Finding Area of a Right Triangle & Proving arctanx Limit

[azatkgz]

Question1:In a right triangle,the sum of the lengths of the hypotenuse and a leg is 1.Find the largest possible area of such triangle.
Question2:Prove that arctanx=pi/2-1/x+o(1/x)(x tends to +inf)
Question3:evaluate lim(2arctanx/pi)^2 (x tends to +inf)

 

[sutupidmath]

well for the first one here it is my approach, i hope i am not wrong.
let c be the hypotenuse, and a, b to legs of that right triangle. Let us take
c+b=1 ----------*
we know that the area of a right triangle is

A=(ab)/2, from * we have A=(a/2)(1-c),, so this is a function, and we need to find its maximum. finding the first derivative we get A'=1-c-a, so the maximum of this function is when a=1-c, so the maximum area is A=(b^2)/2, or (1-c)^2/2

the tird one, i guess the limit is 2pi, i did not do any calculations though, just glanced it.
and for the second one, try to expand arctanx using the taylor formula, when n=2, i mean just applying the derivative twice.
i hope i was helpful.

 

[tacman]

Question1: To find the largest possible area of a right triangle, we can use the formula A = 1/2 * base * height. In this case, the base and height are the two legs of the triangle. Let's call the hypotenuse x and the leg y. We know that x + y = 1, so we can rewrite the area formula as A = 1/2 * y * (1 - y). To find the maximum value of A, we can take the derivative and set it equal to 0:

A' = 1/2 - y = 0
y = 1/2

Substituting y = 1/2 back into the area formula, we get A = 1/2 * 1/2 * (1 - 1/2) = 1/8. Therefore, the largest possible area of the right triangle is 1/8 when the hypotenuse is 1/2 and one of the legs is also 1/2.

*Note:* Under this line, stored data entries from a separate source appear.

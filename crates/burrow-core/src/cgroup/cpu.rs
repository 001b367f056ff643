//! CPU weight control.
//!
//! The requested weight is expressed in v1 share units (default 1024).
//! On v2 it is converted into the `cpu.weight` range.

use burrow_common::error::Result;

use super::{CgroupLimiter, CgroupVersion};

/// v1 controller hierarchy name.
pub const CONTROLLER: &str = "cpu";

const MIN_SHARES: u64 = 2;
const MAX_SHARES: u64 = 262_144;
const MIN_WEIGHT: u64 = 1;
const MAX_WEIGHT: u64 = 10_000;

/// Converts v1 CPU shares into a v2 `cpu.weight` value.
#[must_use]
pub fn shares_to_weight(shares: u64) -> u64 {
    let shares = shares.clamp(MIN_SHARES, MAX_SHARES);
    MIN_WEIGHT + ((shares - MIN_SHARES) * (MAX_WEIGHT - MIN_WEIGHT)) / (MAX_SHARES - MIN_SHARES)
}

/// Applies a CPU weight to `pid`.
pub(crate) fn apply(limiter: &CgroupLimiter, pid: u32, shares: u64) -> Result<()> {
    let setting = match limiter.version() {
        CgroupVersion::V1 => ("cpu.shares", shares.to_string()),
        CgroupVersion::V2 => ("cpu.weight", shares_to_weight(shares).to_string()),
    };
    let _ = limiter.configure_group(CONTROLLER, pid, &[setting])?;
    tracing::debug!(pid, shares, "CPU weight set");
    Ok(())
}
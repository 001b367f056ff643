//! `brw run`: create and start a container.

use std::sync::Arc;

use anyhow::Context;
use burrow_common::config::RuntimeConfig;
use burrow_common::types::{NetworkMode, ResourceSpec, VolumeMapping};
use burrow_runtime::{ContainerConfig, Orchestrator};
use clap::Args;

const DEFAULT_COMMAND: &str = "/bin/sh";

/// Arguments for the `run` command.
#[derive(Args, Debug)]
pub struct RunArgs {
    /// Image reference (`repo[:tag]`).
    pub image: String,

    /// Command and arguments to run; defaults to `/bin/sh`.
    #[arg(trailing_var_arg = true, allow_hyphen_values = true)]
    pub command: Vec<String>,

    /// Container name; defaults to the short id.
    #[arg(long)]
    pub name: Option<String>,

    /// Attach the current terminal to the container.
    #[arg(short = 't', long = "tty", visible_alias = "it")]
    pub tty: bool,

    /// Return immediately instead of waiting for the container to exit.
    #[arg(short, long)]
    pub detach: bool,

    /// Network mode: `bridge`, `host`, or `none`.
    #[arg(long = "net", visible_alias = "network", default_value = "bridge")]
    pub network: NetworkMode,

    /// Bind mount `host:container`; may be repeated.
    #[arg(short = 'v', long = "volume")]
    pub volumes: Vec<VolumeMapping>,

    /// Memory ceiling (`512k`, `100m`, `1g`, or bytes).
    #[arg(short, long)]
    pub memory: Option<String>,

    /// CPU cores the container may use (`0-2,4`).
    #[arg(long)]
    pub cpuset: Option<String>,

    /// Relative CPU weight in share units.
    #[arg(long)]
    pub cpu_shares: Option<u64>,
}

impl RunArgs {
    fn into_config(self) -> anyhow::Result<ContainerConfig> {
        let command = if self.command.is_empty() {
            vec![DEFAULT_COMMAND.to_string()]
        } else {
            self.command
        };
        let volumes = self
            .volumes
            .into_iter()
            .map(|v| -> anyhow::Result<VolumeMapping> {
                let host_path = std::path::absolute(&v.host_path)
                    .with_context(|| format!("invalid volume source {}", v.host_path.display()))?;
                Ok(VolumeMapping { host_path, ..v })
            })
            .collect::<anyhow::Result<Vec<_>>>()?;
        Ok(ContainerConfig {
            name: self.name.unwrap_or_default(),
            image: self.image,
            command,
            tty: self.tty,
            detach: self.detach,
            network: Some(self.network),
            volumes,
            resources: ResourceSpec {
                memory: self.memory,
                cpuset: self.cpuset,
                cpu_shares: self.cpu_shares,
            },
        })
    }
}

/// Executes the `run` command.
///
/// Detached containers print their id. Otherwise the command waits for the
/// container, stops it on Ctrl+C, and exits with the container's status.
///
/// # Errors
///
/// Returns an error if the container cannot be created or waited for.
pub fn execute(args: RunArgs, config: RuntimeConfig) -> anyhow::Result<()> {
    if args.tty && args.detach {
        anyhow::bail!("--tty and --detach cannot be combined");
    }
    let detach = args.detach;
    let container = args.into_config()?;
    let orchestrator = Arc::new(Orchestrator::open(config)?);

    let outcome = orchestrator.create(container)?;
    for warning in &outcome.warnings {
        eprintln!("Warning: {warning}");
    }
    if let Some(ip) = outcome.network.as_ref().and_then(|n| n.ip_address) {
        tracing::info!(container_id = %outcome.id, %ip, "container address");
    }

    if detach {
        println!("{}", outcome.id);
        return Ok(());
    }

    let handler_orchestrator = Arc::clone(&orchestrator);
    let id = outcome.id.clone();
    ctrlc::set_handler(move || {
        if let Err(e) = handler_orchestrator.stop(&id) {
            tracing::warn!(container_id = %id, error = %e, "stop on interrupt failed");
        }
    })
    .context("failed to set Ctrl+C handler")?;

    match orchestrator.wait(&outcome.id)? {
        Some(0) | None => Ok(()),
        Some(code) => std::process::exit(code),
    }
}
//! Filesystem setup for container isolation.
//!
//! Provides the pseudo-filesystem mounts, bind mounts for volumes, and the
//! `chroot` switch performed by the container init process.

pub mod chroot;
pub mod mount;
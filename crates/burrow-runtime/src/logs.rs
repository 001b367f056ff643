//! Container log management.
//!
//! Detached containers write stdout and stderr to
//! `containers/<id>/container.log`.

use std::fs::File;
use std::path::{Path, PathBuf};

use burrow_common::constants::CONTAINER_LOG_NAME;
use burrow_common::error::{BurrowError, Result};

/// Returns the log file path for a container.
#[must_use]
pub fn log_path(containers_dir: &Path, container_id: &str) -> PathBuf {
    containers_dir.join(container_id).join(CONTAINER_LOG_NAME)
}

/// Reads container logs from disk.
///
/// Returns an empty string if the log file does not exist yet.
///
/// # Errors
///
/// Returns an error if the file exists but cannot be read.
pub fn read_logs(containers_dir: &Path, container_id: &str) -> Result<String> {
    let path = log_path(containers_dir, container_id);
    if !path.exists() {
        return Ok(String::new());
    }
    let bytes = std::fs::read(&path).map_err(|e| BurrowError::io(&path, e))?;
    Ok(String::from_utf8_lossy(&bytes).into_owned())
}

/// Opens a log file for appending, creating it and its directory.
///
/// # Errors
///
/// Returns an error if the directory or file cannot be created.
pub fn open_log(path: &Path) -> Result<File> {
    if let Some(parent) = path.parent() {
        std::fs::create_dir_all(parent).map_err(|e| BurrowError::io(parent, e))?;
    }
    std::fs::OpenOptions::new()
        .create(true)
        .append(true)
        .open(path)
        .map_err(|e| BurrowError::io(path, e))
}
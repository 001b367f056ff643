//! # burrow-runtime
//!
//! Container lifecycle for the Burrow runtime.
//!
//! Handles:
//! - **Orchestration**: create, stop, remove, wait, and list containers.
//! - **Registry & state**: the in-memory index and its JSON file on disk.
//! - **Processes**: cloning into namespaces and the in-container init.
//! - **Logs**: captured output of detached containers.

#![allow(unsafe_code)]
#![cfg_attr(test, allow(clippy::expect_used, clippy::unwrap_used))]

pub mod container;
pub mod handoff;
pub mod init;
pub mod logs;
pub mod orchestrator;
pub mod process;
pub mod registry;
pub mod state;

pub use container::{ContainerConfig, ContainerRecord};
pub use orchestrator::{CreateOutcome, CreateWarning, Orchestrator, OrchestratorBuilder};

Question2: To prove that arctanx = pi/2 - 1/x + o(1/x) as x tends to +inf, we can use the definition of the arctan function:

arctanx = tan^-1(x) = y if and only if tan(y) = x

As x tends to +inf, the value of y also tends to +inf. Therefore, we can use the following limit property:

lim (tan^-1(x)) = pi/2 - 1/x + o(1/x) as x tends to +inf

Question3: To evaluate lim (2arctanx/pi)^2 as x tends to +inf, we can use the limit properties of trigonometric functions:

lim (2arctanx/pi)^2 = (2pi/2)^2 = pi^2 as x tends to +inf

Therefore, the limit of (2arctanx/pi)^2 as x tends to +inf is pi^2.